According to Fox News and Edmonton Sun reports, the incident began when a 76-year-old woman was hospitalized for a stomach problem that caused weight loss and diarrhea.
She told doctors about the pen, which she said she swallowed accidentally some 25 years earlier while "interrogating a spot on her tonsil." Neither the doctors nor the woman's husband believed her, and initial X-rays showed nothing out of the ordinary.
Then, according to Claire Bates of the Daily Mail, doctors at the Royal Devon & Exeter Hospital Foundation Trust, opted to take a CT scan of her abdomen. They discovered a "linear object" that turned out to be the cause of her intestinal inflammation -- and it was, in fact, a felt-tip pen.

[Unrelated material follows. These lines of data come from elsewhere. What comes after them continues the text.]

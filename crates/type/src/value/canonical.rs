// Copyright (c) reifydb.com 2025
// This file is licensed under the AGPL-3.0-or-later, see license.md file

use std::fmt::{self, Write};

use super::{Opaque, Value, ValueMap};
use crate::clock::format_utc;

// Rendering and copying both run on an explicit frame stack: record trees
// come in from foreign systems at arbitrary depth and must not be able to
// overflow the host stack.

impl Value {
	/// The canonical string form.
	///
	/// Scalars render as `(<kind>:"<lexical>")`, maps as `{"k":<value>,…}`
	/// in insertion order, lists as `[<value>,…]`. This rendering is the
	/// single source of truth for equality, hashing and fingerprints.
	pub fn canonical(&self) -> String {
		let mut out = String::new();
		// writing into a String cannot fail
		let _ = write_canonical(self, &mut out);
		out
	}
}

enum Frame<'a> {
	Value(&'a Value),
	Key(&'a str),
	Literal(&'static str),
}

pub(super) fn write_canonical(value: &Value, out: &mut impl Write) -> fmt::Result {
	let mut stack = vec![Frame::Value(value)];

	while let Some(frame) = stack.pop() {
		match frame {
			Frame::Literal(text) => out.write_str(text)?,
			Frame::Key(key) => {
				out.write_char('"')?;
				write_escaped(key, out)?;
				out.write_str("\":")?;
			}
			Frame::Value(value) => match value {
				Value::Null => out.write_str("(null:\"\")")?,
				Value::Bool(true) => out.write_str("(bool:\"true\")")?,
				Value::Bool(false) => out.write_str("(bool:\"false\")")?,
				Value::Int4(value) => write!(out, "(int4:\"{value}\")")?,
				Value::Int8(value) => write!(out, "(int8:\"{value}\")")?,
				Value::Float8(value) => write!(out, "(float8:\"{value}\")")?,
				Value::Text(value) => {
					out.write_str("(text:\"")?;
					write_escaped(value, out)?;
					out.write_str("\")")?;
				}
				Value::Timestamp(value) => {
					write!(out, "(timestamp:\"{}\")", format_utc(*value, true))?
				}
				Value::Opaque(Opaque { tag, data }) => {
					write!(out, "(opaque:\"{tag}:")?;
					write_escaped(data, out)?;
					out.write_str("\")")?;
				}
				Value::List(items) => {
					out.write_char('[')?;
					stack.push(Frame::Literal("]"));
					for item in items.iter().rev() {
						stack.push(Frame::Literal(","));
						stack.push(Frame::Value(item));
					}
				}
				Value::Map(entries) => {
					out.write_char('{')?;
					stack.push(Frame::Literal("}"));
					for (key, item) in entries.iter().rev() {
						stack.push(Frame::Literal(","));
						stack.push(Frame::Value(item));
						stack.push(Frame::Key(key));
					}
				}
			},
		}
	}

	Ok(())
}

fn write_escaped(text: &str, out: &mut impl Write) -> fmt::Result {
	for ch in text.chars() {
		match ch {
			'"' => out.write_str("\\\"")?,
			'\\' => out.write_str("\\\\")?,
			other => out.write_char(other)?,
		}
	}
	Ok(())
}

enum Build<'a> {
	List { rest: std::slice::Iter<'a, Value>, out: Vec<Value> },
	Map { rest: indexmap::map::Iter<'a, String, Value>, key: Option<&'a str>, out: ValueMap },
}

fn deliver(frame: &mut Build<'_>, value: Value) {
	match frame {
		Build::List { out, .. } => out.push(value),
		Build::Map { key, out, .. } => {
			if let Some(key) = key.take() {
				out.insert(key.to_string(), value);
			}
		}
	}
}

fn copy_scalar(value: &Value) -> Option<Value> {
	Some(match value {
		Value::Null => Value::Null,
		Value::Bool(value) => Value::Bool(*value),
		Value::Int4(value) => Value::Int4(*value),
		Value::Int8(value) => Value::Int8(*value),
		Value::Float8(value) => Value::Float8(*value),
		Value::Text(value) => Value::Text(value.clone()),
		Value::Timestamp(value) => Value::Timestamp(*value),
		Value::Opaque(value) => Value::Opaque(value.clone()),
		Value::List(_) | Value::Map(_) => return None,
	})
}

fn open(value: &Value) -> Build<'_> {
	match value {
		Value::List(items) => Build::List { rest: items.iter(), out: Vec::with_capacity(items.len()) },
		Value::Map(entries) => {
			Build::Map { rest: entries.iter(), key: None, out: ValueMap::with_capacity(entries.len()) }
		}
		_ => unreachable!("open() is only called on containers"),
	}
}

impl Clone for Value {
	fn clone(&self) -> Self {
		match copy_scalar(self) {
			Some(value) => return value,
			None => {}
		}

		let mut stack = vec![open(self)];

		while let Some(frame) = stack.last_mut() {
			let child = match frame {
				Build::List { rest, .. } => rest.next(),
				Build::Map { rest, key, .. } => match rest.next() {
					Some((next_key, child)) => {
						*key = Some(next_key.as_str());
						Some(child)
					}
					None => None,
				},
			};

			match child {
				Some(child) => match copy_scalar(child) {
					Some(value) => {
						if let Some(frame) = stack.last_mut() {
							deliver(frame, value);
						}
					}
					None => stack.push(open(child)),
				},
				None => {
					let finished = match stack.pop() {
						Some(Build::List { out, .. }) => Value::List(out),
						Some(Build::Map { out, .. }) => Value::Map(out),
						None => unreachable!("loop guard guarantees a frame"),
					};
					match stack.last_mut() {
						Some(parent) => deliver(parent, finished),
						None => return finished,
					}
				}
			}
		}

		unreachable!("the root frame always returns")
	}
}

#[cfg(test)]
mod tests {
	use uuid::Uuid;

	use super::super::ValueMap;
	use crate::{Millis, Opaque, Value};

	fn record() -> Value {
		let mut inner = ValueMap::new();
		inner.insert("flag".to_string(), Value::from(true));
		inner.insert("none".to_string(), Value::Null);

		let mut entries = ValueMap::new();
		entries.insert("name".to_string(), Value::from("a\"b\\c"));
		entries.insert("count".to_string(), Value::from(42i32));
		entries.insert("big".to_string(), Value::from(1i64 << 40));
		entries.insert("ratio".to_string(), Value::from(1.5));
		entries.insert("when".to_string(), Value::from(Millis::new(1000)));
		entries.insert("inner".to_string(), Value::Map(inner));
		entries.insert("items".to_string(), Value::List(vec![Value::from(1i32), Value::from("x")]));
		Value::Map(entries)
	}

	#[test]
	fn test_scalar_rendering() {
		assert_eq!(Value::Null.canonical(), "(null:\"\")");
		assert_eq!(Value::from(false).canonical(), "(bool:\"false\")");
		assert_eq!(Value::from(7i32).canonical(), "(int4:\"7\")");
		assert_eq!(Value::from(7i64).canonical(), "(int8:\"7\")");
		assert_eq!(Value::from(2.25).canonical(), "(float8:\"2.25\")");
		assert_eq!(Value::from("hi").canonical(), "(text:\"hi\")");
		assert_eq!(Value::from(Millis::new(1000)).canonical(), "(timestamp:\"1970-01-01T00:00:01\")");
	}

	#[test]
	fn test_opaque_rendering() {
		let tag = Uuid::nil();
		let value = Value::from(Opaque::new(tag, "abc123"));
		assert_eq!(value.canonical(), format!("(opaque:\"{tag}:abc123\")"));
	}

	#[test]
	fn test_container_rendering_preserves_insertion_order() {
		let mut entries = ValueMap::new();
		entries.insert("b".to_string(), Value::from(1i32));
		entries.insert("a".to_string(), Value::from(2i32));
		let value = Value::Map(entries);
		assert_eq!(value.canonical(), "{\"b\":(int4:\"1\"),\"a\":(int4:\"2\"),}");

		let list = Value::List(vec![Value::from(1i32), Value::from(2i32)]);
		assert_eq!(list.canonical(), "[(int4:\"1\"),(int4:\"2\"),]");
	}

	#[test]
	fn test_text_escaping() {
		assert_eq!(Value::from("a\"b\\c").canonical(), "(text:\"a\\\"b\\\\c\")");
	}

	#[test]
	fn test_deep_copy_round_trip() {
		let value = record();
		let copy = value.deep_copy();
		assert_eq!(copy.canonical(), value.canonical());
		assert_eq!(copy, value);
	}

	#[test]
	fn test_deep_copy_is_independent() {
		let value = record();
		let mut copy = value.deep_copy();
		*copy.get_mut("count").unwrap() = Value::from(0i32);
		assert_eq!(value.get("count").unwrap().as_int4(), Ok(42));
		assert_eq!(copy.get("count").unwrap().as_int4(), Ok(0));
	}

	#[test]
	fn test_deeply_nested_values_do_not_overflow() {
		let mut value = Value::from("leaf");
		for _ in 0..100_000 {
			value = Value::List(vec![value]);
		}
		let copy = value.clone();
		let rendered = copy.canonical();
		assert!(rendered.starts_with("[[[["));
		assert!(rendered.ends_with(",],],]"));
		// dropping a deep tree must not recurse either
		drop_flat(value);
		drop_flat(copy);
	}

	// Unwinds a deep list iteratively so the test itself cannot overflow on drop.
	fn drop_flat(value: Value) {
		let mut pending = vec![value];
		while let Some(value) = pending.pop() {
			match value {
				Value::List(items) => pending.extend(items),
				Value::Map(entries) => pending.extend(entries.into_iter().map(|(_, value)| value)),
				_ => {}
			}
		}
	}
}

The pen was "sitting in the lumen of the woman's stomach," Bates reported. "It hadn't caused her any gastric damage -- indeed the symptoms that had prompted the investigation in the first place had resolved themselves."
The doctors opted to try and remove the pen, as there was a slight risk that it could have perforated the woman's stomach lining, the Daily Mail report added. It was successfully removed under general anesthetic and, much to the medical team's surprise, was still functional despite being exposed to stomach acid for more than two decades.
In fact, the doctors managed to use it to write out the word "Hello," and then took a photograph of the pen and the message it wrote out, damaged plastic casing and all.
So how did it happen in the first place?
According to Cari Nierenberg of MSNBC.com's "The Body Odd" column, the woman "was standing on her stairs using an uncapped pen to poke a spot on her tonsils. She was also holding a hand mirror to guide the pen to the exact spot. Somehow, while doing this, she lost her balance and stumbled. The fall managed to push the pen down her throat. It glided down her gullet and found a home in her tummy."
Writing in BMJ Case Reports, the researchers, including Dr. Oliver Waters, the unnamed woman's gastroenterologist, says that the remarkable case "highlights that plain abdominal x-rays may not identify ingested plastic objects and occasionally it may be worth believing the patient´s account however unlikely it may be."